» **Problem description**: Each line of the data that includes the string "Failed" is to be copied out.

» **The data**:

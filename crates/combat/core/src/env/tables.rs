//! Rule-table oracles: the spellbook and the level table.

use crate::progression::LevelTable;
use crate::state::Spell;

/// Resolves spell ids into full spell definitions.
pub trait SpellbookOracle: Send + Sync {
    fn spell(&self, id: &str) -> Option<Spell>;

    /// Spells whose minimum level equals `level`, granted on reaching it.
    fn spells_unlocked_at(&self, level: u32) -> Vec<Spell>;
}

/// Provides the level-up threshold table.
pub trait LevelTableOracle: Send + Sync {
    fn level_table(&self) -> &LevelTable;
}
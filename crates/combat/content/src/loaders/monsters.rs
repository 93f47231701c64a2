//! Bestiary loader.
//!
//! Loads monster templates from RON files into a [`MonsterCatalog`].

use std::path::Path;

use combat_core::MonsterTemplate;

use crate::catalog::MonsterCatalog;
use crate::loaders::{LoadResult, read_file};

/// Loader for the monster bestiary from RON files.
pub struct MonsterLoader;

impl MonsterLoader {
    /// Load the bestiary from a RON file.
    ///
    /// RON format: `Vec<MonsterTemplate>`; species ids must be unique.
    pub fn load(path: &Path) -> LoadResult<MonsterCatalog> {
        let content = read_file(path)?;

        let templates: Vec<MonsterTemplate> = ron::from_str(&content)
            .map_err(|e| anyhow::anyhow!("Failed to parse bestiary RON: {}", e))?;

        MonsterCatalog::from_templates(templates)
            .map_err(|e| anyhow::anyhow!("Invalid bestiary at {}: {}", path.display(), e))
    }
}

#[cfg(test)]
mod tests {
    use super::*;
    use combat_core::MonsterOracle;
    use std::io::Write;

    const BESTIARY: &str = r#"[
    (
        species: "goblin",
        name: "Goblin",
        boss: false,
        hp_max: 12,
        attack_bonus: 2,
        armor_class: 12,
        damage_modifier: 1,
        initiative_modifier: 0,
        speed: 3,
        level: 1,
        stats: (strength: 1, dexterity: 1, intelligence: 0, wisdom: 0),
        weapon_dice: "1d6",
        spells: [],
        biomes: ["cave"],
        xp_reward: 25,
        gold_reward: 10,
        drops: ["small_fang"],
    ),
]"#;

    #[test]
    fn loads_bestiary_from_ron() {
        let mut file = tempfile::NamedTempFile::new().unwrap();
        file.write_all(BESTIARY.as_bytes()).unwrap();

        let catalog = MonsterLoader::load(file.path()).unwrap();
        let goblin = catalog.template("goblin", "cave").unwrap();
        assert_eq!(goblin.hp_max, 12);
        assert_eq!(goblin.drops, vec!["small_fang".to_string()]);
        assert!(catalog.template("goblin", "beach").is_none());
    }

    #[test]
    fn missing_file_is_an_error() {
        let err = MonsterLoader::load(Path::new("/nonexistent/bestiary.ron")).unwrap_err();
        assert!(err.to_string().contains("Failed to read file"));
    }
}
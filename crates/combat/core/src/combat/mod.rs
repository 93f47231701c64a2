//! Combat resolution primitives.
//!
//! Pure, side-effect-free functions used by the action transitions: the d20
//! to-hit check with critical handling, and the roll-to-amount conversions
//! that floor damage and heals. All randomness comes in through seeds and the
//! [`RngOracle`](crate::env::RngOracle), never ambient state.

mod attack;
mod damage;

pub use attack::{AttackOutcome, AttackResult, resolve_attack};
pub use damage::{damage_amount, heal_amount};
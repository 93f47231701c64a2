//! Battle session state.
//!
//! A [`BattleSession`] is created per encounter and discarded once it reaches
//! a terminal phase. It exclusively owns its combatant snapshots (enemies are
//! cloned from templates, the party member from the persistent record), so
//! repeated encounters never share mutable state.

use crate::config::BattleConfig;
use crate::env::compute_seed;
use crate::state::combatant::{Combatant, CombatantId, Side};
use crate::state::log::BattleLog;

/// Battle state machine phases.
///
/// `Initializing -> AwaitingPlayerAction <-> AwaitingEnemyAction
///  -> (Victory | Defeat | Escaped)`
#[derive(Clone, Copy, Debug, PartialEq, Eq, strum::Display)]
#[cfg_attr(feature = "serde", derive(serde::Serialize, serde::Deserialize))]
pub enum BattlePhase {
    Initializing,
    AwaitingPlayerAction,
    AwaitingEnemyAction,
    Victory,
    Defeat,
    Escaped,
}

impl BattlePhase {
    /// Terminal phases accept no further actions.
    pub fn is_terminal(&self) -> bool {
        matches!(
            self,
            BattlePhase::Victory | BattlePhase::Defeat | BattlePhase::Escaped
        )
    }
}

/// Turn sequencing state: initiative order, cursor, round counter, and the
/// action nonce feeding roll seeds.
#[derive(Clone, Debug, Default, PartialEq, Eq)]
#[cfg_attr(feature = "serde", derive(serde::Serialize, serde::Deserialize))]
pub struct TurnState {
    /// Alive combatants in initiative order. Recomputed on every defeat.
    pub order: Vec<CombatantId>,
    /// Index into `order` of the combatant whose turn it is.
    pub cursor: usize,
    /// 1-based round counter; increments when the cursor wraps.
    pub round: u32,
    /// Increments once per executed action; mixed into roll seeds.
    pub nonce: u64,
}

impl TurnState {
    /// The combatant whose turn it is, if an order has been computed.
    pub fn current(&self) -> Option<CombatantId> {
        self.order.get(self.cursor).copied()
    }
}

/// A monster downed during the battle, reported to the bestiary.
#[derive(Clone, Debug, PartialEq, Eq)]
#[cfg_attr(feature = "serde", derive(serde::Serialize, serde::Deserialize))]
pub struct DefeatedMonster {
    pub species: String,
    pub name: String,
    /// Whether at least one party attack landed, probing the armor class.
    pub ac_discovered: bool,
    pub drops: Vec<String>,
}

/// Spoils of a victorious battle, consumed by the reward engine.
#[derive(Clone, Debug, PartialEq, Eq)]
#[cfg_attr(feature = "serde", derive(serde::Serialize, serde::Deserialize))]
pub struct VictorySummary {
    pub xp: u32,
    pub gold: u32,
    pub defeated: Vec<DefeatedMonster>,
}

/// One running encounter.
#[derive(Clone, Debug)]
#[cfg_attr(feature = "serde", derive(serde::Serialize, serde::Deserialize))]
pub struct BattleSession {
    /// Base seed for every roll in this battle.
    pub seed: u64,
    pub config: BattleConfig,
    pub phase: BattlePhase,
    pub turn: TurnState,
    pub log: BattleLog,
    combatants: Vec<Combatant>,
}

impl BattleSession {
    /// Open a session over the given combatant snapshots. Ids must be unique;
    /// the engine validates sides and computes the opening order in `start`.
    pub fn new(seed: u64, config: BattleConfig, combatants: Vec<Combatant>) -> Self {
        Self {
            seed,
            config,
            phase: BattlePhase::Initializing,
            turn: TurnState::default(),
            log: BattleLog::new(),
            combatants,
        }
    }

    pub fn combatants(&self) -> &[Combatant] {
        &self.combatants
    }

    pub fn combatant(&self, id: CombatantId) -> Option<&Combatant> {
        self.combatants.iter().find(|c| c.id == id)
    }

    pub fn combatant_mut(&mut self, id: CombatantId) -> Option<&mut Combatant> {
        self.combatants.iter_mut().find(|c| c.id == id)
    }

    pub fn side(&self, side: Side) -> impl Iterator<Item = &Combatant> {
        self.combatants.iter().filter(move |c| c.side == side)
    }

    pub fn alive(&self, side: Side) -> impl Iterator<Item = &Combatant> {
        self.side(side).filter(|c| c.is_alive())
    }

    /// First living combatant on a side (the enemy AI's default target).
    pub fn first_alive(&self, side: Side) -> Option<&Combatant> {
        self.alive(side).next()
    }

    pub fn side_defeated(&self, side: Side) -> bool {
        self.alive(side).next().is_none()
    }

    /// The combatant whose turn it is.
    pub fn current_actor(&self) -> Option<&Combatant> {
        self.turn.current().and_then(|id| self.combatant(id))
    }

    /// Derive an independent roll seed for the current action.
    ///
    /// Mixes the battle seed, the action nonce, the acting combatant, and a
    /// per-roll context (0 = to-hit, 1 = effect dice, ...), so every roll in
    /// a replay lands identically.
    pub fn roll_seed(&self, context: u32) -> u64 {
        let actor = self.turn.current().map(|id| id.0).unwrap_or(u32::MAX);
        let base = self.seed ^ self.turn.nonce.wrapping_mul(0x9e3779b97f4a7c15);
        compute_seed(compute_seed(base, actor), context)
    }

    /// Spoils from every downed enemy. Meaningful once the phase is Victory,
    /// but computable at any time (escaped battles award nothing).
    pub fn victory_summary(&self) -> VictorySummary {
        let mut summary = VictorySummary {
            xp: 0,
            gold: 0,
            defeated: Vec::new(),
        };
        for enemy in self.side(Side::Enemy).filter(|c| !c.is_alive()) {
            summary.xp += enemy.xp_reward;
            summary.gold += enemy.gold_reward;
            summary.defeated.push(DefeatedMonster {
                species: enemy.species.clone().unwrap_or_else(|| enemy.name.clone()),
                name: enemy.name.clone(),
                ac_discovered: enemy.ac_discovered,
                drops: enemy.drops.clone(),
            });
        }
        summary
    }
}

» **Exercise solution**:
            .map_err(|e| anyhow::anyhow!("Failed to parse bestiary RON: {}", e))?;
        assert!(err.to_string().contains("Failed to read file"));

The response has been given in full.